Here they are installed in the store room of the basement.
Shallots and onions hanging from the rafters |
Hilda has made most of the jam in recent years. After all,
she’s retired, and I’m not (but I’m not bitter, that’s the important thing).
Over the weekend, however, I volunteered to make one more batch of red
raspberry jam to clear out the backlog. One should never complain about too
many red raspberries or too many tomatoes, but there is a point.
I should not have been surprised about how long it took me
to make this jam. The hard part was preparing the berries, throwing the molding
ones and picking off the bugs. I separated some of the seeds from the pulp in a
cone-and-pestle food mill, humming Prince’s song, “Raspberry Puree.”

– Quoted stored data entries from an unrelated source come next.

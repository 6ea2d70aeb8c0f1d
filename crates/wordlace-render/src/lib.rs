//! Text and HTML views of generated puzzles.
//!
//! # Overview
//!
//! - [`text`]: Puzzle and solution grids as plain text
//! - [`html`]: Puzzle and solution grids as HTML tables with per-cell classes
//! - [`word_list`]: Sorted and grouped word lists
//! - [`table`]: The generic HTML table builder used by the HTML views
//!
//! [`PuzzleView`] bundles all six views of one puzzle.
//!
//! # Examples
//!
//! ```
//! use wordlace_generator::{PuzzleConfig, PuzzleGenerator, PuzzleKind, PuzzleSeed};
//! use wordlace_render::PuzzleView;
//!
//! let generator = PuzzleGenerator::new(PuzzleConfig {
//!     kind: PuzzleKind::FillIn,
//!     rows: 8,
//!     columns: 8,
//!     ..PuzzleConfig::default()
//! });
//! let puzzle = generator.generate_with_seed(&["Rust", "trait", "crate"], PuzzleSeed::from(3))?;
//! let view = PuzzleView::new(&puzzle);
//!
//! let solution = view.solution_as_text();
//! assert_eq!(solution.lines().count(), 8);
//! assert!(view.puzzle_as_html().starts_with("<table class=\"fill-in puzzle\">"));
//! # Ok::<(), wordlace_generator::GenerationFailure>(())
//! ```

use wordlace_generator::GeneratedPuzzle;

pub use self::word_list::WordListOptions;

pub mod html;
pub mod table;
pub mod text;
pub mod word_list;

/// All renderings of one puzzle.
#[derive(Debug, Clone, Copy)]
pub struct PuzzleView<'a> {
    puzzle: &'a GeneratedPuzzle,
    word_list: WordListOptions,
}

impl<'a> PuzzleView<'a> {
    /// Creates a view with the default word list layout.
    #[must_use]
    pub fn new(puzzle: &'a GeneratedPuzzle) -> Self {
        Self {
            puzzle,
            word_list: WordListOptions::default(),
        }
    }

    /// Sets the word list layout.
    #[must_use]
    pub fn with_word_list(mut self, options: WordListOptions) -> Self {
        self.word_list = options;
        self
    }

    /// Returns the puzzle.
    #[must_use]
    pub fn puzzle(&self) -> &'a GeneratedPuzzle {
        self.puzzle
    }

    /// See [`text::puzzle_as_text`].
    #[must_use]
    pub fn puzzle_as_text(&self) -> String {
        text::puzzle_as_text(self.puzzle)
    }

    /// See [`text::solution_as_text`].
    #[must_use]
    pub fn solution_as_text(&self) -> String {
        text::solution_as_text(self.puzzle)
    }

    /// See [`word_list::word_list_as_text`].
    #[must_use]
    pub fn word_list_as_text(&self) -> String {
        word_list::word_list_as_text(self.puzzle, &self.word_list)
    }

    /// See [`html::puzzle_as_html`].
    #[must_use]
    pub fn puzzle_as_html(&self) -> String {
        html::puzzle_as_html(self.puzzle)
    }

    /// See [`html::solution_as_html`].
    #[must_use]
    pub fn solution_as_html(&self) -> String {
        html::solution_as_html(self.puzzle)
    }

    /// See [`word_list::word_list_as_html`].
    #[must_use]
    pub fn word_list_as_html(&self) -> String {
        word_list::word_list_as_html(self.puzzle, &self.word_list)
    }
}

#[cfg(test)]
mod tests {
    use wordlace_core::CellTags;
    use wordlace_generator::{PuzzleConfig, PuzzleGenerator, PuzzleKind, PuzzleSeed};

    use super::*;

    const WORDS: [&str; 5] = ["CROSSWORDS", "PUZZLE", "TESTING", "PHPUNIT", "GENERATOR"];

    fn generate(kind: PuzzleKind, seed: i64) -> GeneratedPuzzle {
        PuzzleGenerator::new(PuzzleConfig {
            kind,
            ..PuzzleConfig::default()
        })
        .generate_with_seed(&WORDS, PuzzleSeed::from(seed))
        .unwrap()
    }

    #[test]
    fn test_reference_word_list() {
        for kind in [PuzzleKind::WordSearch, PuzzleKind::FillIn] {
            let puzzle = generate(kind, 17);
            assert_eq!(puzzle.words().count(), WORDS.len());
            assert_eq!(
                PuzzleView::new(&puzzle).word_list_as_text(),
                "CROSSWORDS\nGENERATOR\nPHPUNIT\nPUZZLE\nTESTING"
            );
        }
    }

    #[test]
    fn test_views_are_deterministic() {
        for kind in [PuzzleKind::WordSearch, PuzzleKind::FillIn] {
            let a = generate(kind, 17);
            let b = generate(kind, 17);
            let (a, b) = (PuzzleView::new(&a), PuzzleView::new(&b));
            assert_eq!(a.puzzle_as_text(), b.puzzle_as_text());
            assert_eq!(a.solution_as_text(), b.solution_as_text());
            assert_eq!(a.word_list_as_text(), b.word_list_as_text());
            assert_eq!(a.puzzle_as_html(), b.puzzle_as_html());
        }
    }

    #[test]
    fn test_word_search_views() {
        let puzzle = generate(PuzzleKind::WordSearch, 8);
        let view = PuzzleView::new(&puzzle);

        let grid_text = view.puzzle_as_text();
        assert_eq!(grid_text.lines().count(), 15);
        assert!(grid_text.lines().all(|line| line.chars().count() == 29));
        assert!(!grid_text.contains(text::BLANK));

        let solution = view.solution_as_text();
        let letters = solution.chars().filter(char::is_ascii_uppercase).count();
        let word_cells = puzzle
            .grid()
            .positions()
            .filter(|pos| puzzle.grid()[*pos].tags().contains(CellTags::LETTER))
            .count();
        assert_eq!(letters, word_cells);

        let html = view.puzzle_as_html();
        assert!(!html.contains("filler"));
        assert!(view.solution_as_html().contains("filler"));
    }

    #[test]
    fn test_fill_in_puzzle_reveals_only_hints() {
        let puzzle = generate(PuzzleKind::FillIn, 17);
        let view = PuzzleView::new(&puzzle);
        let hints = puzzle
            .grid()
            .positions()
            .filter(|pos| puzzle.grid()[*pos].tags().contains(CellTags::HINT))
            .count();
        let shown = view
            .puzzle_as_text()
            .chars()
            .filter(|c| c.is_alphanumeric())
            .count();
        assert_eq!(shown, hints);
    }

    #[test]
    fn test_word_list_html_groups() {
        let puzzle = generate(PuzzleKind::WordSearch, 17);
        let view = PuzzleView::new(&puzzle).with_word_list(WordListOptions {
            sorted: true,
            columns: 2,
        });
        let html = view.word_list_as_html();
        assert!(html.starts_with("<table class=\"word-list\">\n<tr><td class=\"words\"><ul><li>"));
        assert_eq!(html.matches("<ul>").count(), puzzle.words().count().min(2));
        assert_eq!(html.matches("<li>").count(), puzzle.words().count());
    }
}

Oh, wait, that was “Raspberry Beret,”
wasn’t it?
I got the last pack of Sure-Jell from Hilda and read the
directions. I measured 4.5 cups of puree, cleaning yet another pint of berries
for that last half cup. I mixed the Sure-Jell with ¼ cup sugar and stirred it
into the raspberries. Then there was this part of the directions about adding ½
teaspoon of butter to reduce the foaming. I didn’t remember ever doing that,
nor did I remember foaming as being a particular problem. So I skipped the
butter. And I skipped the part about skimming off the foam. That all went away
in the canning process, didn’t it? Brought the raspberry juice to a boil, added
the rest of the sugar, which increased the boiling point in an amazing way, brought it back
to a full rolling boil for exactly one minute. Holy foam, Batman!
It didn’t go away in the canning either.
Foamy raspberry jam. We'll get through it somehow |
Later, I asked Hilda, “Do you skim off the foam?”
“No,” she replied. “Did you add the butter?”